Di segno diverso la lettura dell’avvocato Roberto De Vita, legale di Sigfrido Ranucci. Il penalista sottolinea che la confessione attribuita a Lavitola, se fondata sul movente riportato, confermerebbe un quadro del tutto irrazionale.

“La confessione di cui apprendiamo lascia sgomenti”, afferma De Vita, parlando di un “delirante teatro della follia”. Secondo il legale, l’idea che l’attentato potesse servire a innalzare la protezione di Ranucci sarebbe difficilmente sostenibile, anche alla luce di un dato già noto: il giornalista vive sotto scorta ininterrottamente dal 2021.

Ranucci sotto scorta dal 2021

Uno degli elementi richiamati dalla difesa di Ranucci riguarda proprio la protezione già garantita al giornalista. De Vita ricorda che il conduttore di Report ha la scorta dal 2021, confermata negli anni a causa della gravità delle minacce di morte ricevute.

Si tratta, sottolinea il legale, di valutazioni effettuate dagli organi competenti del ministero dell’Interno. Per questa ragione, l’eventuale movente legato alla volontà di far aumentare la protezione del giornalista apparirebbe, secondo la difesa, privo di logica concreta.

Il legale aggiunge inoltre che la popolarità di Ranucci era già molto elevata, sia in Italia sia all’estero. Anche questo elemento viene utilizzato per ridimensionare l’ipotesi secondo cui l’azione avrebbe avuto lo scopo di accrescere visibilità o attenzione mediatica intorno al giornalista.

“Un conto è la confessione, altro la sua credibilità”

Roberto De Vita invita comunque alla prudenza. Il penalista chiarisce che una cosa è la confessione, altra cosa è la valutazione della sua credibilità.

Questo passaggio è decisivo. Nel procedimento giudiziario, le dichiarazioni rese da Lavitola dovranno essere vagliate dagli inquirenti e dal giudice. Non basta un’ammissione per chiudere il quadro: occorre verificarne coerenza, riscontri, movente, eventuali contraddizioni e possibili implicazioni.

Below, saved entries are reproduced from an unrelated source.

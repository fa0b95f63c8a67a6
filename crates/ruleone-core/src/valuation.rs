//! Reduces merged fundamentals to the flat [`MetricsRecord`].
//!
//! Every calculation that cannot run leaves its field `None` and is logged at
//! debug level; valuation itself never fails.

use tracing::debug;

use crate::resolver::Resolution;
use crate::rule_one::{
    self, conservative_growth_decimal, round2, CalculationError, StickerValuation,
};
use crate::{CompanyFundamentals, MetricsRecord, ProviderId};

pub fn build_metrics(
    fundamentals: &CompanyFundamentals,
    resolution: &Resolution,
    degraded_sources: Vec<ProviderId>,
) -> MetricsRecord {
    let growth = valuation_growth(fundamentals);
    let sticker = growth.and_then(|growth| sticker_valuation(fundamentals, growth));
    let payback_time = growth.and_then(|growth| payback(fundamentals, growth));

    let latest_fcf_per_share = fundamentals.free_cash_flow_per_share.last().copied();
    let free_cash_flow = latest_fcf_per_share
        .zip(fundamentals.shares_outstanding)
        .map(|(per_share, shares)| (per_share * shares).round());
    let debt_payoff_time = free_cash_flow
        .filter(|fcf| *fcf > 0.0)
        .zip(fundamentals.total_debt)
        .map(|(fcf, debt)| (debt / fcf).round());
    let position = fundamentals
        .current_price
        .zip(fundamentals.average_volume)
        .and_then(|(price, volume)| {
            skipped("max_position_size", rule_one::max_position_size(price, volume))
        });

    MetricsRecord {
        ticker: fundamentals.ticker.to_string(),
        identifier: resolution.input.clone(),
        identifier_type: resolution.kind,
        identifier_resolution_succeeded: resolution.succeeded,
        name: fundamentals.name.clone(),
        description: fundamentals.description.clone(),
        industry: fundamentals.industry.clone(),
        roic: fundamentals.roic_averages.clone(),
        eps: fundamentals.eps_growth_rates.clone(),
        sales: fundamentals.revenue_growth_rates.clone(),
        equity: fundamentals.equity_growth_rates.clone(),
        cash: fundamentals.free_cash_flow_growth_rates.clone(),
        total_debt: fundamentals.total_debt,
        free_cash_flow,
        ten_cap_price: latest_fcf_per_share.map(|per_share| round2(10.0 * per_share)),
        debt_payoff_time,
        debt_equity_ratio: fundamentals.debt_equity_ratio,
        margin_of_safety_price: sticker.map(|valuation| round2(valuation.margin_of_safety_price)),
        current_price: fundamentals.current_price,
        sticker_price: sticker.map(|valuation| round2(valuation.sticker_price)),
        payback_time,
        average_volume: fundamentals.average_volume,
        five_year_growth_rate: fundamentals.five_year_growth_rate,
        growth_estimate_source: fundamentals.growth_estimate_source.map(|source| source.label()),
        max_position_size: position.map(|limit| limit.max_position),
        max_position_shares: position.map(|limit| limit.max_shares),
        pe_low: fundamentals.pe_low,
        pe_high: fundamentals.pe_high,
        degraded_sources,
    }
}

/// Conservative growth as a decimal, or `None` when it cannot support a valuation.
fn valuation_growth(fundamentals: &CompanyFundamentals) -> Option<f64> {
    let Some(equity_growth) = fundamentals.long_term_equity_growth() else {
        debug!(ticker = %fundamentals.ticker, "no equity growth history, valuation skipped");
        return None;
    };
    let estimate = fundamentals.five_year_growth_rate.unwrap_or(0.0);

    let growth = conservative_growth_decimal(estimate, equity_growth);
    if growth <= 0.0 {
        debug!(
            ticker = %fundamentals.ticker,
            estimate,
            equity_growth,
            "non-positive growth, valuation skipped"
        );
        return None;
    }
    Some(growth)
}

fn sticker_valuation(fundamentals: &CompanyFundamentals, growth: f64) -> Option<StickerValuation> {
    let (Some(eps), Some(pe_low), Some(pe_high)) =
        (fundamentals.ttm_eps(), fundamentals.pe_low, fundamentals.pe_high)
    else {
        debug!(ticker = %fundamentals.ticker, "missing eps or pe range, sticker price skipped");
        return None;
    };
    skipped(
        "margin_of_safety_price",
        rule_one::margin_of_safety_price(eps, growth, pe_low, pe_high),
    )
}

fn payback(fundamentals: &CompanyFundamentals, growth: f64) -> Option<u32> {
    let (Some(market_cap), Some(net_income)) =
        (fundamentals.market_cap, fundamentals.last_year_net_income)
    else {
        debug!(ticker = %fundamentals.ticker, "missing market cap or net income, payback skipped");
        return None;
    };
    skipped(
        "payback_time",
        rule_one::payback_time(market_cap, net_income, growth),
    )
}

fn skipped<T>(metric: &'static str, result: Result<T, CalculationError>) -> Option<T> {
    result
        .map_err(|error| debug!(metric, %error, "computation skipped"))
        .ok()
}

Il caso resta dunque aperto e complesso. L’ammissione attribuita a Lavitola rappresenta un passaggio importante, ma non esaurisce l’indagine né chiarisce automaticamente tutti gli aspetti della vicenda.

Il caso diventa terreno di scontro politico

La vicenda Ranucci-Lavitola si muove ormai su due piani paralleli. Da un lato c’è il procedimento giudiziario sull’attentato al giornalista. Dall’altro c’è lo scontro politico, con Fratelli d’Italia che chiede chiarimenti sui rapporti tra Ranucci e Lavitola e con la difesa del giornalista che respinge ogni lettura ambigua del movente.

Il ruolo pubblico di Ranucci, volto storico di Report, rende il caso ancora più sensibile. Ogni sviluppo dell’inchiesta si riflette inevitabilmente sul dibattito intorno al giornalismo d’inchiesta, alla Rai, alla sicurezza dei cronisti minacciati e ai rapporti tra politica e informazione.

Una vicenda ancora da chiarire

L’intervento di Fabio Rampelli e la replica del legale di Ranucci confermano che il caso resta tutt’altro che chiuso. La confessione attribuita a Lavitola apre nuovi interrogativi, ma sarà la magistratura a dover stabilire la reale consistenza delle dichiarazioni e il loro peso processuale.

Per ora, il dato politico è evidente: l’inchiesta sull’attentato a Sigfrido Ranucci continua a generare tensioni, accuse e richieste di chiarimento. Sullo sfondo restano la figura di Lavitola, il movente indicato e la domanda rilanciata da Rampelli: Ranucci era consapevole di quanto Lavitola sostiene di aver fatto?